That is interesting however I am using python 2.6 so I guess I shall
have to stick as I am for the moment. I think the way I used it above
was quite straight forward? It seemed OK? What are the issues?

Ignore that I have just tested it (it works in 2.6), much better!
Thanks!!
 
T

Terry Reedy

The point of this posting was just to ask those that know, whether it
was a bad idea to use the class object in the way I had or was that
OK? And if I should have just used a dictionary, why?

Did you miss my suggestion to use a module rather than a class?
Modules do not have some of the disadvantages of classes listed by J. Nagle.
 
M

Martin De Kauwe

Did you miss my suggestion to use a module rather than a class?
Modules do not have some of the disadvantages of classes listed by J. Nagle.

Hi, sorry I did. I just re-read it, could you provide an example?
Sorry i am having a major mind blank this morning (I think this is
obvious!?). And it would meet all of the criteria outlined by John
Nagle?
 
D

Dan Stromberg

If you read my post more carefully and less defensively, you'll see that
nothing I said was *opposed* to the use of pylint, merely that pylint is
not a substitute of a good, thorough test suite.

Actually, I mentioned the value of pylint. Then you asked me if my
unit tests were broken.

What would you infer from such a question?
 
T

Terry Reedy

Hi, sorry I did. I just re-read it, could you provide an example?

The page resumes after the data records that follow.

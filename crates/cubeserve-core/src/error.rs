//! Error types for cubeserve

use crate::types::ModelId;
use std::path::PathBuf;

/// Result type alias using cubeserve's Error type
pub type Result<T> = std::result::Result<T, Error>;

/// Core error type for cubeserve operations
#[derive(Debug, thiserror::Error)]
pub enum Error {
    /// Requested model is absent from storage
    #[error("model {id} not found at {}", path.display())]
    ModelNotFound { id: ModelId, path: PathBuf },

    /// Persisted model document is unreadable or inconsistent
    #[error("model {id} is corrupt: {reason}")]
    ModelCorrupt { id: ModelId, reason: String },

    /// Embedder backend failed (status, timeout, malformed body)
    #[error("embedder backend error ({context}): {message}")]
    Backend { context: String, message: String },

    /// Malformed training or service configuration
    #[error("configuration error: {0}")]
    Config(String),

    /// A model of another family was requested through the wrong endpoint
    #[error("model {id} is a {found} model, expected {expected}")]
    WrongModelKind {
        id: ModelId,
        expected: &'static str,
        found: &'static str,
    },

    /// Filesystem errors
    #[error("io error: {0}")]
    Io(#[from] std::io::Error),

    /// Serialization errors
    #[error("serialization error: {0}")]
    Serialization(#[from] serde_json::Error),

    /// Generic internal errors
    #[error("internal error: {0}")]
    Internal(String),
}

impl Error {
    /// Create a new model-corrupt error
    pub fn corrupt(id: ModelId, reason: impl Into<String>) -> Self {
        Self::ModelCorrupt {
            id,
            reason: reason.into(),
        }
    }

    /// Create a new backend error; `context` names the mode or URL involved
    pub fn backend(context: impl Into<String>, message: impl Into<String>) -> Self {
        Self::Backend {
            context: context.into(),
            message: message.into(),
        }
    }

    /// Create a new configuration error
    pub fn config(msg: impl Into<String>) -> Self {
        Self::Config(msg.into())
    }

    /// Create a new internal error
    pub fn internal(msg: impl Into<String>) -> Self {
        Self::Internal(msg.into())
    }

    /// Whether the error was caused by caller input rather than by the service
    pub fn is_client_error(&self) -> bool {
        matches!(
            self,
            Self::ModelNotFound { .. } | Self::Config(_) | Self::WrongModelKind { .. }
        )
    }

    /// Short, stable name of the error kind, used as a metrics label
    pub fn kind(&self) -> &'static str {
        match self {
            Self::ModelNotFound { .. } => "model_not_found",
            Self::ModelCorrupt { .. } => "model_corrupt",
            Self::Backend { .. } => "backend",
            Self::Config(_) => "config",
            Self::WrongModelKind { .. } => "wrong_model_kind",
            Self::Io(_) => "io",
            Self::Serialization(_) => "serialization",
            Self::Internal(_) => "internal",
        }
    }
}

I am not sure what you are asking. tkinter.contants is one example.
Sorry i am having a major mind blank this morning (I think this is
obvious!?). And it would meet all of the criteria outlined by John
Nagle?

A module will work fine if but only if you commit yourself to having all
keys be legal Python identifiers. But that is usually not a problem with
configuration values.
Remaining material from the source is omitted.